• Exercise materials:

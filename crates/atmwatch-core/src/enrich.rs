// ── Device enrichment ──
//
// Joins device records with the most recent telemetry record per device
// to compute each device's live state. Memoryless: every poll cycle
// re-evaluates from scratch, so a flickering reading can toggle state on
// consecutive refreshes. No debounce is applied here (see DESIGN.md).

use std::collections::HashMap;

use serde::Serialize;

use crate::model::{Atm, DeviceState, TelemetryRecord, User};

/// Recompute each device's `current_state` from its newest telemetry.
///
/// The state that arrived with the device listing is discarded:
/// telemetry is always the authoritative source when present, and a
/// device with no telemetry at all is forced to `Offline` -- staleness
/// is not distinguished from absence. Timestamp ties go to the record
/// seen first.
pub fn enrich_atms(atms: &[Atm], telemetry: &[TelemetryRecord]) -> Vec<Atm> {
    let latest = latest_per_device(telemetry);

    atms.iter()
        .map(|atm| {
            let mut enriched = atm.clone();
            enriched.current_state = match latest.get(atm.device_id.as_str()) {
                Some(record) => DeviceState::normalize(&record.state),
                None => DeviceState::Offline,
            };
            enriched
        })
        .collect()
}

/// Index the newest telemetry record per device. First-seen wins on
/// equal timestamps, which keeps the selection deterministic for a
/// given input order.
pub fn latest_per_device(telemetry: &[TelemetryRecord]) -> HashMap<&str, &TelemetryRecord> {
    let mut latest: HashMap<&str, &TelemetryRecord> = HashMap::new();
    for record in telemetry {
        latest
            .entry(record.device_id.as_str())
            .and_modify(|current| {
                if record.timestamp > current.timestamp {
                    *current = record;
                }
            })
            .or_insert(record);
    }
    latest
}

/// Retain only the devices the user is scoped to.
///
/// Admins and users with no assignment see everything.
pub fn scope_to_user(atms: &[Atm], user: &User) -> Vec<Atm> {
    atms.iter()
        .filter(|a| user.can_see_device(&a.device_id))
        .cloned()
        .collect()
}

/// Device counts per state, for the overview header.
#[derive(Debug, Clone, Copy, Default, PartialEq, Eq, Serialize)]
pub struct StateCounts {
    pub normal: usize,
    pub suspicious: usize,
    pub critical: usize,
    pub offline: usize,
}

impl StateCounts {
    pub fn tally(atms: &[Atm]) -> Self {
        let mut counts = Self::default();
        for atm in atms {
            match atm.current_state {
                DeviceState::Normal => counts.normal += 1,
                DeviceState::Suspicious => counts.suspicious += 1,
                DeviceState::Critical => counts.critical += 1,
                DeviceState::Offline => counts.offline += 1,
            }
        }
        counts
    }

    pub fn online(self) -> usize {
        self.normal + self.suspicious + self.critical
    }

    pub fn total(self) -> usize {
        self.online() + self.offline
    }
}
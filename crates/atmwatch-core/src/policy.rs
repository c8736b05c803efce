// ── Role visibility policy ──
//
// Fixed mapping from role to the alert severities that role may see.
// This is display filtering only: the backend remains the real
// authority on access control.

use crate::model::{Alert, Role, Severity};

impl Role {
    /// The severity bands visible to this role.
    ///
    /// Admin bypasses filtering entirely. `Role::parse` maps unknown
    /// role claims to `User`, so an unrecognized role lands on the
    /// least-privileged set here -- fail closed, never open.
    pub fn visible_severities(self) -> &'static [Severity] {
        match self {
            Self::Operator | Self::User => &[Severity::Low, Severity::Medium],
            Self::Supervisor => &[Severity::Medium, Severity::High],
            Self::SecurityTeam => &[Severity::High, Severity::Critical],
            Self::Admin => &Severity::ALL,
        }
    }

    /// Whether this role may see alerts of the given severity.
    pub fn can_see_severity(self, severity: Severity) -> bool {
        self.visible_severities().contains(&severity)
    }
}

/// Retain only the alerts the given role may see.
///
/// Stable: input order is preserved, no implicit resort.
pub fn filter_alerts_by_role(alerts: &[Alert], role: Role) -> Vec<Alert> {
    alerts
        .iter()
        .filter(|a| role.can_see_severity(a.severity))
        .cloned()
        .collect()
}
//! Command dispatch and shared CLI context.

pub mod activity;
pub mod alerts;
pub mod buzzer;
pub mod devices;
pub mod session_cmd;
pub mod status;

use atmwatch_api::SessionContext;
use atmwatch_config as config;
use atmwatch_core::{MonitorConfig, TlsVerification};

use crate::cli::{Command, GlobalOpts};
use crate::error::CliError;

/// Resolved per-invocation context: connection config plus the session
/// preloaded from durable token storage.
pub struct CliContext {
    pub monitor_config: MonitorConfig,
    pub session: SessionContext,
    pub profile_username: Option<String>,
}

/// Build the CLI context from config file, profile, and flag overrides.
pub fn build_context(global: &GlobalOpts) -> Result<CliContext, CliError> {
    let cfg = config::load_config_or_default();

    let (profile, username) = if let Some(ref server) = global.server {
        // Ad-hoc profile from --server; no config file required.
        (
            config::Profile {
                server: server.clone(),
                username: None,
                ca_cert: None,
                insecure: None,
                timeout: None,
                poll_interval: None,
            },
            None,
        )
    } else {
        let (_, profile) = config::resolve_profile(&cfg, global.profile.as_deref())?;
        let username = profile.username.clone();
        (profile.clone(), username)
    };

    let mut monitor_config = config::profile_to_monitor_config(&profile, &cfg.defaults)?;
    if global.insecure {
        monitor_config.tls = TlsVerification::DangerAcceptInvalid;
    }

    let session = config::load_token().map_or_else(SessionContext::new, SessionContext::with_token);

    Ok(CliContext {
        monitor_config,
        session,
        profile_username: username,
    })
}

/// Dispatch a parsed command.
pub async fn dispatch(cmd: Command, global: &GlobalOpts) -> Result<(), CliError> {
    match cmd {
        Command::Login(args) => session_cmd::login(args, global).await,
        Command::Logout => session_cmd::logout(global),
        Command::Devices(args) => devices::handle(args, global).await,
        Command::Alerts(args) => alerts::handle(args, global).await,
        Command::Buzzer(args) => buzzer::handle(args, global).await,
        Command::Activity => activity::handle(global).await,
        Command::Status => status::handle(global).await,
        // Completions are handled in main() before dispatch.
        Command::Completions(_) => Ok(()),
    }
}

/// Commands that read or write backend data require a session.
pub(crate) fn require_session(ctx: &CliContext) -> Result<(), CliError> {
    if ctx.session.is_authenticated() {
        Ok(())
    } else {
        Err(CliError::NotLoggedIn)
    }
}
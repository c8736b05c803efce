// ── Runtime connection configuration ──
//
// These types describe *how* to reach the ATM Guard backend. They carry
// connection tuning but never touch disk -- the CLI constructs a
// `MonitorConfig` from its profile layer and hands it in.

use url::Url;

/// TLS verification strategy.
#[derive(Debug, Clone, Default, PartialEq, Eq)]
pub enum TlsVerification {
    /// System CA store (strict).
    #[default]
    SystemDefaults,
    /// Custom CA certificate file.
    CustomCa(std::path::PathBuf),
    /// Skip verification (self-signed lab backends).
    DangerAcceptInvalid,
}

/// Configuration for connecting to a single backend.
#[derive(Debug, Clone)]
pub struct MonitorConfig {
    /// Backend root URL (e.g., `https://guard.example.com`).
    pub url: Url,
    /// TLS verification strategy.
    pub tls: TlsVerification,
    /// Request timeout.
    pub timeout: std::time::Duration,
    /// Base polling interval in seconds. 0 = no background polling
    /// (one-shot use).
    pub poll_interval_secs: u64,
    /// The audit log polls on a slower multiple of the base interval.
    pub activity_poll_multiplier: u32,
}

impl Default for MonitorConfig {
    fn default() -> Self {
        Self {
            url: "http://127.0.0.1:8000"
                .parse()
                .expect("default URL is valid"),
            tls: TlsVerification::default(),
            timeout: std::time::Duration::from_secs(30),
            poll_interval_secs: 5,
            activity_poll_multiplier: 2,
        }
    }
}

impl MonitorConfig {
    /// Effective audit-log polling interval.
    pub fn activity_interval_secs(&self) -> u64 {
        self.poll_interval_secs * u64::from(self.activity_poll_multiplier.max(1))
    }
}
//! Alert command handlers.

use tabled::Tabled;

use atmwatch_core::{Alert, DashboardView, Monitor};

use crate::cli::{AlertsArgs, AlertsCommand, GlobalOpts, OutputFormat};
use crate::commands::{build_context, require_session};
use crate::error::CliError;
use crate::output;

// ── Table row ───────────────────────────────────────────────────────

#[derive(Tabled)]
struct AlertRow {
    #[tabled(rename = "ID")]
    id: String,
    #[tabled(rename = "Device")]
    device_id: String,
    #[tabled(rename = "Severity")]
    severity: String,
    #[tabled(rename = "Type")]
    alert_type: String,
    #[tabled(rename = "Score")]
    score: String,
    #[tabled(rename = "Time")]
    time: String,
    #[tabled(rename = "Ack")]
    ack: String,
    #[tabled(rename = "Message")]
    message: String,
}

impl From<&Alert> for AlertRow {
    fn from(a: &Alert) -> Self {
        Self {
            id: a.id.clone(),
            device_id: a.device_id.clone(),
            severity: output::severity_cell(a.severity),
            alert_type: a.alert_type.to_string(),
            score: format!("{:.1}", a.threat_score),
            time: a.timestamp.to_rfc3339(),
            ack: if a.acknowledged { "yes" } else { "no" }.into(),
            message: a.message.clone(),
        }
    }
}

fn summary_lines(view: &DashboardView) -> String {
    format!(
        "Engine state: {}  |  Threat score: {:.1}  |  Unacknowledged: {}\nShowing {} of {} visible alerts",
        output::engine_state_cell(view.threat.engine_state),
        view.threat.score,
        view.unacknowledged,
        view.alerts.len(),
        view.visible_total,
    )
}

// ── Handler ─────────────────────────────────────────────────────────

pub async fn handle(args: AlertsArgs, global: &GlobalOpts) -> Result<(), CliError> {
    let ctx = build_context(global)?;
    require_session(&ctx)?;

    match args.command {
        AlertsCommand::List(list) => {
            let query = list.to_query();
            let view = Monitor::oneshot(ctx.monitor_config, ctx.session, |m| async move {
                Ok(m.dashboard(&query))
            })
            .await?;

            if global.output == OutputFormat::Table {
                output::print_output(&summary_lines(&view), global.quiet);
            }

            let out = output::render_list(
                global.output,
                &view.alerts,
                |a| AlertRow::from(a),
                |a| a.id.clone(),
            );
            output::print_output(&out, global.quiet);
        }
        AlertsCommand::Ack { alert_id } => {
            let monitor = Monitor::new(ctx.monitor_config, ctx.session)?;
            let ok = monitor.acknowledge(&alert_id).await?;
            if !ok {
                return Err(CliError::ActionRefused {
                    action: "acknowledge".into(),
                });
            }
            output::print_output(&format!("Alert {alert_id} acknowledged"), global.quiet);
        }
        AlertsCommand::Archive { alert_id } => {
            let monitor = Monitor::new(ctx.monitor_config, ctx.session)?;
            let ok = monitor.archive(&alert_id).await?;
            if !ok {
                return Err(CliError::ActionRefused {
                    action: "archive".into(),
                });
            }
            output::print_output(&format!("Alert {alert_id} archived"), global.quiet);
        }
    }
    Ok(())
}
--
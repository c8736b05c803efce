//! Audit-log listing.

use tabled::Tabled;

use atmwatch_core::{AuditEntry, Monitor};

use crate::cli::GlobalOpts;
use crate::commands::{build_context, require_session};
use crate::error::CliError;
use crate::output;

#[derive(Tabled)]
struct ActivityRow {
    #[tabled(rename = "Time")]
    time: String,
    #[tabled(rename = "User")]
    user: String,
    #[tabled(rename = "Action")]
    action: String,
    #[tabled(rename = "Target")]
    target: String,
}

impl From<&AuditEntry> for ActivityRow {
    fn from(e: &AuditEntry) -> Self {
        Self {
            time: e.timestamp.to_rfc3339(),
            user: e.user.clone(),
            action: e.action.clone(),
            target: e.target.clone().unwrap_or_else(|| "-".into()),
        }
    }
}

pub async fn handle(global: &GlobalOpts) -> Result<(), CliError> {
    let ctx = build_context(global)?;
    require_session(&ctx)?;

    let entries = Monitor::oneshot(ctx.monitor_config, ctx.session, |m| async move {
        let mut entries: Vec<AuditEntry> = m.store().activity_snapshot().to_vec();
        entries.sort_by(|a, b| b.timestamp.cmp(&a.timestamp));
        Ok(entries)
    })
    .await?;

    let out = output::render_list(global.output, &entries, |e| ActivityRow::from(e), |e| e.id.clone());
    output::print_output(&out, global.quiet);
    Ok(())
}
==
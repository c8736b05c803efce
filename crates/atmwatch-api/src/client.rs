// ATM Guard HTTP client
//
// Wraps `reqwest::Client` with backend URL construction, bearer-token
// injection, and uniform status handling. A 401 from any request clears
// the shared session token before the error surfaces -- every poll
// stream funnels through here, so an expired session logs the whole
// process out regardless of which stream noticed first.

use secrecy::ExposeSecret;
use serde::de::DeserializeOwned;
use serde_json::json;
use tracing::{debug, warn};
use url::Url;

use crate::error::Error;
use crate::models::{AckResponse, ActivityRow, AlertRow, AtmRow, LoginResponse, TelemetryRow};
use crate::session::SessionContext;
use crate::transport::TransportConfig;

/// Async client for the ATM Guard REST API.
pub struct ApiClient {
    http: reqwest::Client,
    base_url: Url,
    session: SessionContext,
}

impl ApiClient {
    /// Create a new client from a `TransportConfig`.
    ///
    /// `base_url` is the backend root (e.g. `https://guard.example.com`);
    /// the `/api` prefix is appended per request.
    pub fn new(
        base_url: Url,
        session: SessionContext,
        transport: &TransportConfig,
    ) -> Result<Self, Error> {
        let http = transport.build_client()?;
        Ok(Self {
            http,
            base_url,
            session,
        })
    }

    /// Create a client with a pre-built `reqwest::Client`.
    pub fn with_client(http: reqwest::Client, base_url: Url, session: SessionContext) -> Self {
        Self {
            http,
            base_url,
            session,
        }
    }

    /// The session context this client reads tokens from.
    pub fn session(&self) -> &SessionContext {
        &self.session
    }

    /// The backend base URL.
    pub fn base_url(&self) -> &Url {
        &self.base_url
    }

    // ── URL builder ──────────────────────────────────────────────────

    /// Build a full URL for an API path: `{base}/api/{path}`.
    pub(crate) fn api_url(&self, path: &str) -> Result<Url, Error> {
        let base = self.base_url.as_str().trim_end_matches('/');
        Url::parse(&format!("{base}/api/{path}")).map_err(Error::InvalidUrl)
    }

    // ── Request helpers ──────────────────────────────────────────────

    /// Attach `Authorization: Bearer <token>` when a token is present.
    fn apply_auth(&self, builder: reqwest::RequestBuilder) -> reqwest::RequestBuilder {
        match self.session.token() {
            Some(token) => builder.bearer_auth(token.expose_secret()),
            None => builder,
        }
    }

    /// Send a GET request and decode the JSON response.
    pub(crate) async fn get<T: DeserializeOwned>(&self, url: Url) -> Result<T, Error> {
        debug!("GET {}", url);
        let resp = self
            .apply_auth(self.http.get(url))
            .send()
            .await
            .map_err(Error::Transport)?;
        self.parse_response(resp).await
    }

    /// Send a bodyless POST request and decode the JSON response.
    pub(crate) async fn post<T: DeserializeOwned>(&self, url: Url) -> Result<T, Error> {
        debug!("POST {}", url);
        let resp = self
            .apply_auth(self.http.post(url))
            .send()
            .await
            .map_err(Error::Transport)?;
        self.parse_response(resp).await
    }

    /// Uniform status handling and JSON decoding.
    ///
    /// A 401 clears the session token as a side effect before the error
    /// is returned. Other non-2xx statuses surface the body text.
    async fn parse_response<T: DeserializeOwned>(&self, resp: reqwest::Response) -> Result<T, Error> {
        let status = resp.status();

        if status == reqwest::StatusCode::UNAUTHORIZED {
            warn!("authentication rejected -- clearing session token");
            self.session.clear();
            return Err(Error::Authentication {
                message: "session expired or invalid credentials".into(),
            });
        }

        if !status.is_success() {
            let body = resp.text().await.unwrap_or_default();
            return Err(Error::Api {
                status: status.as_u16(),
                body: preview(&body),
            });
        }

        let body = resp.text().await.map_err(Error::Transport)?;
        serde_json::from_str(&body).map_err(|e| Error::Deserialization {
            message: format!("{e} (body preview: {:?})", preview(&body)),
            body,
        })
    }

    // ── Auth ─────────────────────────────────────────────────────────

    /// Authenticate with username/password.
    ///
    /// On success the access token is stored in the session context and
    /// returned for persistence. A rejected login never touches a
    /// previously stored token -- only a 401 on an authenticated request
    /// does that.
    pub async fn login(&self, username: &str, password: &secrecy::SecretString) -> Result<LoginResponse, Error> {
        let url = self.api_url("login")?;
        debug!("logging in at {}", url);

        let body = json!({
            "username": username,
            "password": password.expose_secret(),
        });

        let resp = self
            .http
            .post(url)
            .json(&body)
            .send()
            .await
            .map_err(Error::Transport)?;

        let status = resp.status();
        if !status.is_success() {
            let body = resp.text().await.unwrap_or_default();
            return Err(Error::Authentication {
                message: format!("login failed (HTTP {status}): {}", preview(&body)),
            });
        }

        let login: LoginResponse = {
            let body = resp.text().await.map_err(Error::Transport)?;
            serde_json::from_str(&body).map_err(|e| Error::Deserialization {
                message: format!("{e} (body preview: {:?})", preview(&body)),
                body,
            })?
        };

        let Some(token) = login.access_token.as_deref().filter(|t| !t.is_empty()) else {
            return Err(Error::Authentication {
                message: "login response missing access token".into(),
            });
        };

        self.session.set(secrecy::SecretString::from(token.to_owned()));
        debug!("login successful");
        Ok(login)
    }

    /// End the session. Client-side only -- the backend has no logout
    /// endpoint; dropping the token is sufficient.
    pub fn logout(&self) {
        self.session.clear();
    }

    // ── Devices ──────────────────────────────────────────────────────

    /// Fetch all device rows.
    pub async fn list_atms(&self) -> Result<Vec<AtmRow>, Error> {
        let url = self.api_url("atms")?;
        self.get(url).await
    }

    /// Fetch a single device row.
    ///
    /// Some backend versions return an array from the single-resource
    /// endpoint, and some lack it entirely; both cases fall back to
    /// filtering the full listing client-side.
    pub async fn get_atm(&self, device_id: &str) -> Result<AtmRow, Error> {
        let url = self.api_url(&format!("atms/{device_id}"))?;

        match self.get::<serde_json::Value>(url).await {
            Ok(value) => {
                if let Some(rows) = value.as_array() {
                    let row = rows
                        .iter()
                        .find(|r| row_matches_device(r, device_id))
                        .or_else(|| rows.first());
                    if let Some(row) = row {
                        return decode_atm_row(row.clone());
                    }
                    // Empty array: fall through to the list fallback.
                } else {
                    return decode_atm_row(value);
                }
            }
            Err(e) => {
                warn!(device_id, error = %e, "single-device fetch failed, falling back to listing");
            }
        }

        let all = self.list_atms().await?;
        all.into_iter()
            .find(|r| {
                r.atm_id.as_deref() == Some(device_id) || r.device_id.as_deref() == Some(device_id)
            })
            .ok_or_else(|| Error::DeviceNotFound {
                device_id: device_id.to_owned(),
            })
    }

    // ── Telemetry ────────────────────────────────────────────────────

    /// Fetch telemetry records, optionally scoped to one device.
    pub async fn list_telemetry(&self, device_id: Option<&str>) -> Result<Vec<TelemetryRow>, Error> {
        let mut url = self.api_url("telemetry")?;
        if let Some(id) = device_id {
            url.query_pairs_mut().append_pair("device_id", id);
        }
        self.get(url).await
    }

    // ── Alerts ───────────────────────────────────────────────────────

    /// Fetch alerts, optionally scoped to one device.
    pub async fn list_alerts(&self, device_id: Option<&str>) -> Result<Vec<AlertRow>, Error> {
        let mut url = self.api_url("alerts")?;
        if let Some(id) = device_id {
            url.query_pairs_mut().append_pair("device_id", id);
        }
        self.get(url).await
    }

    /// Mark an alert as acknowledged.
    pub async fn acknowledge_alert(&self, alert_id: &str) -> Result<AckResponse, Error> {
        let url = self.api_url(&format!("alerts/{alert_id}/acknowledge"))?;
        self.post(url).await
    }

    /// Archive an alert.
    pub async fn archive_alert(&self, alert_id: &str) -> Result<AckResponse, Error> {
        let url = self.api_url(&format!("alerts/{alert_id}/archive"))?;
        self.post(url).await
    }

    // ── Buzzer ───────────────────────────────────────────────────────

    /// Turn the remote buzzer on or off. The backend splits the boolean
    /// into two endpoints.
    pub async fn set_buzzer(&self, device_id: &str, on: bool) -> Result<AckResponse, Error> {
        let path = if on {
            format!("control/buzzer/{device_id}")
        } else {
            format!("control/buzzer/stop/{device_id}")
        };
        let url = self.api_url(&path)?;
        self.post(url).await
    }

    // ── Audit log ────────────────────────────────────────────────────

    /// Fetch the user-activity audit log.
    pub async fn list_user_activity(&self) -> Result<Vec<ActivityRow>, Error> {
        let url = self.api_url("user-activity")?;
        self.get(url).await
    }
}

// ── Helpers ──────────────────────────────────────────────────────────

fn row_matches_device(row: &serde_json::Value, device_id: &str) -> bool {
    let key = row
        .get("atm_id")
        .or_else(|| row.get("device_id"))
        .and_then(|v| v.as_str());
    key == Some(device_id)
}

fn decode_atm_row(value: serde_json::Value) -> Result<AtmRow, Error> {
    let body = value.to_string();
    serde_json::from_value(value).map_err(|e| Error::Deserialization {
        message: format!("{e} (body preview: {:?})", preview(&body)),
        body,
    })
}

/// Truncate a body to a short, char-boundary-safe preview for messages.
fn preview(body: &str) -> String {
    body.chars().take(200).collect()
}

• Required action: Scan the material above line by line for "polling". State how many lines have it, and nothing more.

• Reply: 2